### EXERCISE PROMPT
Using the entries below, show all lines with the string "BacktestDriver".

[Saved data entries]
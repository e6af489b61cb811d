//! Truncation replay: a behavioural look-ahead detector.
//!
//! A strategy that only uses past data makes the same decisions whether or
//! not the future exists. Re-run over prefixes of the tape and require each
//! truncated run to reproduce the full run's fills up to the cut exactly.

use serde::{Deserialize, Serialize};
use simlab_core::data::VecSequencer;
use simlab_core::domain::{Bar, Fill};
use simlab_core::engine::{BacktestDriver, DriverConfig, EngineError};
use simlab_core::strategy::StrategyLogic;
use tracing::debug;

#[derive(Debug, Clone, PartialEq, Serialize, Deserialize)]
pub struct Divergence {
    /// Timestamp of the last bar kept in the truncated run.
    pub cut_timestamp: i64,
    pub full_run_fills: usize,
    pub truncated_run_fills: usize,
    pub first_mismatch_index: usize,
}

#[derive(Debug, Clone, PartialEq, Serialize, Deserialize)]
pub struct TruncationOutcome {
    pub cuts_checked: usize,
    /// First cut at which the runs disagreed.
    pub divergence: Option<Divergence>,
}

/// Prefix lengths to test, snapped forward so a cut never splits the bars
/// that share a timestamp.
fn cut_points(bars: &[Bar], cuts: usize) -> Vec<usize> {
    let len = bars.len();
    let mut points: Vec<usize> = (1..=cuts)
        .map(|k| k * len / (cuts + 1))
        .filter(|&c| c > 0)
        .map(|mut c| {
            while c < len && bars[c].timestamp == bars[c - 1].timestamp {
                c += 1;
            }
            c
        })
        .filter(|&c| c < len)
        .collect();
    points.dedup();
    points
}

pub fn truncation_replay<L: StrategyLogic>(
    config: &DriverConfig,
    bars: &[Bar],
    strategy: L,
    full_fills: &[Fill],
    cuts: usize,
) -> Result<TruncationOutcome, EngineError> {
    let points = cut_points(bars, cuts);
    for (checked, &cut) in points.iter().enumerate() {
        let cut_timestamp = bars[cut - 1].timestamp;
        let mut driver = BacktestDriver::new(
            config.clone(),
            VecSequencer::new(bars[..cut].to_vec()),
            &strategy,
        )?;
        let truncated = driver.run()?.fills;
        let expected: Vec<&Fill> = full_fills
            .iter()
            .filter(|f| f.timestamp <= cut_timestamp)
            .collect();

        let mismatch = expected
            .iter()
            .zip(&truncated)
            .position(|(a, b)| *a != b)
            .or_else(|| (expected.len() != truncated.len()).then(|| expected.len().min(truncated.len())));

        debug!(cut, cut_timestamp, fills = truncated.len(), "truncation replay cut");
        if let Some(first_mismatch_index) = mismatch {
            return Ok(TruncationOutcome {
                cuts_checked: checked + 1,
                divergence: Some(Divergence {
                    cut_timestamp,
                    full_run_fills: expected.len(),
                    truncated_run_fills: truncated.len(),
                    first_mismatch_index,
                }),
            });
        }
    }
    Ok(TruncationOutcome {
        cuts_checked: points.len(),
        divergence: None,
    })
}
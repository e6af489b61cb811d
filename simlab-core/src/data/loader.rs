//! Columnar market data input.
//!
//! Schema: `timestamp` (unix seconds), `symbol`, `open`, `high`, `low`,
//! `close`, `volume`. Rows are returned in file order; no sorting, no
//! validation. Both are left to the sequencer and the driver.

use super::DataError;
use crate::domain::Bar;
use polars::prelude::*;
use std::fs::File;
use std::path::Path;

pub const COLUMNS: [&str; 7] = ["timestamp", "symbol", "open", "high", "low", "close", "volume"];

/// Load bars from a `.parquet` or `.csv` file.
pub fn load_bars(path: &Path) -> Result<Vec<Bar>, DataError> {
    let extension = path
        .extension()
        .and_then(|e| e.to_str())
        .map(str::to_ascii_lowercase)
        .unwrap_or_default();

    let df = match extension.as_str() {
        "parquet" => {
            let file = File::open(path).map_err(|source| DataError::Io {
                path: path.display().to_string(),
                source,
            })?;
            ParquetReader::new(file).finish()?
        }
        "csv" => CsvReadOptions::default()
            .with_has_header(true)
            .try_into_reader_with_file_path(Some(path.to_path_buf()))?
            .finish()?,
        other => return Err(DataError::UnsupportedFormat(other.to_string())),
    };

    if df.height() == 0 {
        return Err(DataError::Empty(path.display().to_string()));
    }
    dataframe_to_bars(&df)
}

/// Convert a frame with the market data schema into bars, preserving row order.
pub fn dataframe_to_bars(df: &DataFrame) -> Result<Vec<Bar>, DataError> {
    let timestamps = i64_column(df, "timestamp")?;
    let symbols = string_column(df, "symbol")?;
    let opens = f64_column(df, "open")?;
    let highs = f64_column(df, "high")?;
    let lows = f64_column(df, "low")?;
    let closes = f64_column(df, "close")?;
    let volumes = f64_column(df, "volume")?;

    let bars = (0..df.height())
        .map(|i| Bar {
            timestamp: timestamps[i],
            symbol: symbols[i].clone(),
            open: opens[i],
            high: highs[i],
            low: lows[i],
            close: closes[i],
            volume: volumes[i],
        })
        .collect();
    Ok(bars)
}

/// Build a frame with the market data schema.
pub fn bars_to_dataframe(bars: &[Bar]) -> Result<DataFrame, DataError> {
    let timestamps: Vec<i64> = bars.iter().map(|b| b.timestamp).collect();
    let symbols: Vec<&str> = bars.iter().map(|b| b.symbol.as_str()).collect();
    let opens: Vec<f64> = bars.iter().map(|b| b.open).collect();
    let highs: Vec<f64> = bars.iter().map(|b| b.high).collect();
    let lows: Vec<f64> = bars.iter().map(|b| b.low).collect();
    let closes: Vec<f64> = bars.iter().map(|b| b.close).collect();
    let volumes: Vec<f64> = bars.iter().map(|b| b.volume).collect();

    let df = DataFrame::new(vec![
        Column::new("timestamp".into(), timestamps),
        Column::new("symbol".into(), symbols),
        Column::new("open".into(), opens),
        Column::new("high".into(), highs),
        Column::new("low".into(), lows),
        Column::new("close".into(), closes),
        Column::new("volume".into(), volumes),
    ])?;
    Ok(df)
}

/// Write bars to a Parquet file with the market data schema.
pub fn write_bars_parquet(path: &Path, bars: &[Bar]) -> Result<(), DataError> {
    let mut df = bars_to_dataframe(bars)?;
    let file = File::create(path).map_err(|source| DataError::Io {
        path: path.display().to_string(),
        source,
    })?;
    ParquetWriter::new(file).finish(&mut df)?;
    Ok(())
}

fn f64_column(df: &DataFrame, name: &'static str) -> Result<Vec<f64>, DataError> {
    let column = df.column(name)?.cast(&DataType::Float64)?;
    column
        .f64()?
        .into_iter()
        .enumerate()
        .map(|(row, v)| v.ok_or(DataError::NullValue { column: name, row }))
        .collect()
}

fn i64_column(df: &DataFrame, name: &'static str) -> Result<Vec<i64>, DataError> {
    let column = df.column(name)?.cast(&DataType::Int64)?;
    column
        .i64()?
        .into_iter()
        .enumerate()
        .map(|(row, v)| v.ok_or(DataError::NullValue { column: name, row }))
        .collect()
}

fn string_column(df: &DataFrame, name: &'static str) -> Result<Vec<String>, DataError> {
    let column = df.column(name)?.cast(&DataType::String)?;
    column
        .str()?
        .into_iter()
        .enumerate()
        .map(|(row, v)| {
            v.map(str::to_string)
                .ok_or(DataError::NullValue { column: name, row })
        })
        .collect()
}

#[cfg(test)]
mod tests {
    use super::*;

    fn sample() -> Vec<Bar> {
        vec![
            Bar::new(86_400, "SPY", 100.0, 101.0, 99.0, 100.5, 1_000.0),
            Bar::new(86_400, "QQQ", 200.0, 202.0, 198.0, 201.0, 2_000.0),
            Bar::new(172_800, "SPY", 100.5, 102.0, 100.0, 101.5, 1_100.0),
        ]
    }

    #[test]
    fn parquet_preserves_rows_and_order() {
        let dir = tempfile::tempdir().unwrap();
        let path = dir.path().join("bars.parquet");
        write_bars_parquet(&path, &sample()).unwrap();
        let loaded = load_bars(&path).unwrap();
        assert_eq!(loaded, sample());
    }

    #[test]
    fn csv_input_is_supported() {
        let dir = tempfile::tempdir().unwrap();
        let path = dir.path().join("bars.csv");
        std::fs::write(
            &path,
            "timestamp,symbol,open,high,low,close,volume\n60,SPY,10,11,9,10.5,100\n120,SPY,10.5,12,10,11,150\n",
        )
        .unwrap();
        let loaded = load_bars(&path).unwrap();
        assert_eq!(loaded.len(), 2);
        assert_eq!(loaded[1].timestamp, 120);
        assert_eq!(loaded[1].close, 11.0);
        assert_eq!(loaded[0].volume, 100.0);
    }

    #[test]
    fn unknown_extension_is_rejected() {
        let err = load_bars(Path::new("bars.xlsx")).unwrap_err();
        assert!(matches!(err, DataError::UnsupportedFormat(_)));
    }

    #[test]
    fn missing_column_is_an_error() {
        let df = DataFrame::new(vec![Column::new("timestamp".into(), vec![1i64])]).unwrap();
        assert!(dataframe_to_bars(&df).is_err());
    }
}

### RESPONSE AREA
use simlab_core::engine::{BacktestDriver, DriverConfig, EngineError};
        let mut driver = BacktestDriver::new(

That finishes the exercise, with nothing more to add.